Unravelling Alkali‐Metal‐Assisted Domain Distribution of Quasi‐2D Perovskites for Cascade Energy Transfer toward Efficient Blue Light‐Emitting Diodes
Solution processable quasi‐2D (Q‐2D) perovskite materials are emerging as a promising candidate for blue light source in full‐color display applications due to their good color saturation property, high brightness, and spectral tunability. Herein, an efficient energy cascade channel is developed by introducing sodium bromide (NaBr) in phenyl‐butylammonium (PBA)‐containing mixed‐halide Q‐2D perovskites for a blue perovskite light‐emitting diode (PeLED).
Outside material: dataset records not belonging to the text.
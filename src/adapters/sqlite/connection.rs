//! SQLite database connection pool management.

use sqlx::sqlite::{SqliteConnectOptions, SqliteJournalMode, SqlitePoolOptions, SqliteSynchronous};
use sqlx::SqlitePool;
use std::path::Path;
use std::str::FromStr;
use std::time::Duration;
use thiserror::Error;

use crate::domain::models::DatabaseConfig;

/// Errors raised while opening the database.
#[derive(Debug, Error)]
pub enum ConnectionError {
    #[error("Failed to create pool: {0}")]
    PoolCreationFailed(#[source] sqlx::Error),
    #[error("Invalid database URL: {0}")]
    InvalidDatabaseUrl(String),
    #[error("Failed to create directory: {0}")]
    DirectoryCreationFailed(#[source] std::io::Error),
    #[error("Connection failed: {0}")]
    ConnectionFailed(#[source] sqlx::Error),
}

/// Pool sizing and acquisition limits.
#[derive(Debug, Clone)]
pub struct PoolConfig {
    pub max_connections: u32,
    pub min_connections: u32,
    pub acquire_timeout: Duration,
}

impl Default for PoolConfig {
    fn default() -> Self {
        Self {
            max_connections: 5,
            min_connections: 1,
            acquire_timeout: Duration::from_secs(3),
        }
    }
}

impl From<&DatabaseConfig> for PoolConfig {
    fn from(config: &DatabaseConfig) -> Self {
        Self {
            max_connections: config.max_connections,
            ..Self::default()
        }
    }
}

/// Open a WAL-mode pool, creating the database file and its directory if needed.
pub async fn create_pool(database_url: &str, config: Option<PoolConfig>) -> Result<SqlitePool, ConnectionError> {
    let config = config.unwrap_or_default();
    ensure_database_directory(database_url)?;

    let connect_options = SqliteConnectOptions::from_str(database_url)
        .map_err(|_| ConnectionError::InvalidDatabaseUrl(database_url.to_string()))?
        .create_if_missing(true)
        .journal_mode(SqliteJournalMode::Wal)
        .synchronous(SqliteSynchronous::Normal)
        .foreign_keys(true)
        .busy_timeout(Duration::from_secs(30));

    SqlitePoolOptions::new()
        .max_connections(config.max_connections)
        .min_connections(config.min_connections)
        .acquire_timeout(config.acquire_timeout)
        .connect_with(connect_options)
        .await
        .map_err(ConnectionError::PoolCreationFailed)
}

/// Single-connection in-memory pool. The connection is never recycled, so
/// the database lives as long as the pool.
pub async fn create_test_pool() -> Result<SqlitePool, ConnectionError> {
    let connect_options = SqliteConnectOptions::from_str("sqlite::memory:")
        .map_err(|_| ConnectionError::InvalidDatabaseUrl("sqlite::memory:".to_string()))?
        .foreign_keys(true);

    SqlitePoolOptions::new()
        .max_connections(1)
        .min_connections(1)
        .idle_timeout(None)
        .max_lifetime(None)
        .connect_with(connect_options)
        .await
        .map_err(ConnectionError::PoolCreationFailed)
}

fn ensure_database_directory(database_url: &str) -> Result<(), ConnectionError> {
    let path = database_url
        .strip_prefix("sqlite://")
        .or_else(|| database_url.strip_prefix("sqlite:"))
        .unwrap_or(database_url);

    if path == ":memory:" || path.is_empty() {
        return Ok(());
    }

    let path = Path::new(path);
    if let Some(parent) = path.parent() {
        if !parent.as_os_str().is_empty() && !parent.exists() {
            std::fs::create_dir_all(parent).map_err(ConnectionError::DirectoryCreationFailed)?;
        }
    }
    Ok(())
}

/// Run a trivial query to check the pool is usable.
pub async fn verify_connection(pool: &SqlitePool) -> Result<(), ConnectionError> {
    sqlx::query("SELECT 1").fetch_one(pool).await.map_err(ConnectionError::ConnectionFailed)?;
    Ok(())
}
The incorporation of alkali metal contributes to the nucleation and growth of Q‐2D perovskites into graded distribution of domains with different layer number <n>. The study of excitation dynamics by transient absorption (TA) spectroscopy confirms that NaBr induces more Q‐2D perovskite phases with small n number, providing a graded energy cascade pathway to facilitate more efficient energy transfer processes. In addition, the nonradiative recombination within the Q‐2D perovskites is significantly suppressed upon Na+ incorporation, as validated by the trap density estimation. Consequently, the optimized blue PeLEDs manifest a peak external quantum efficiency (EQE) of 7.0% emitting at 486 nm with a maximum luminance of 1699 cd m−2. It is anticipated that these findings will improve the understanding of alkali‐metal‐assisted optimization of Q‐2D perovskites and pave the way toward high‐performance blue PeLEDs.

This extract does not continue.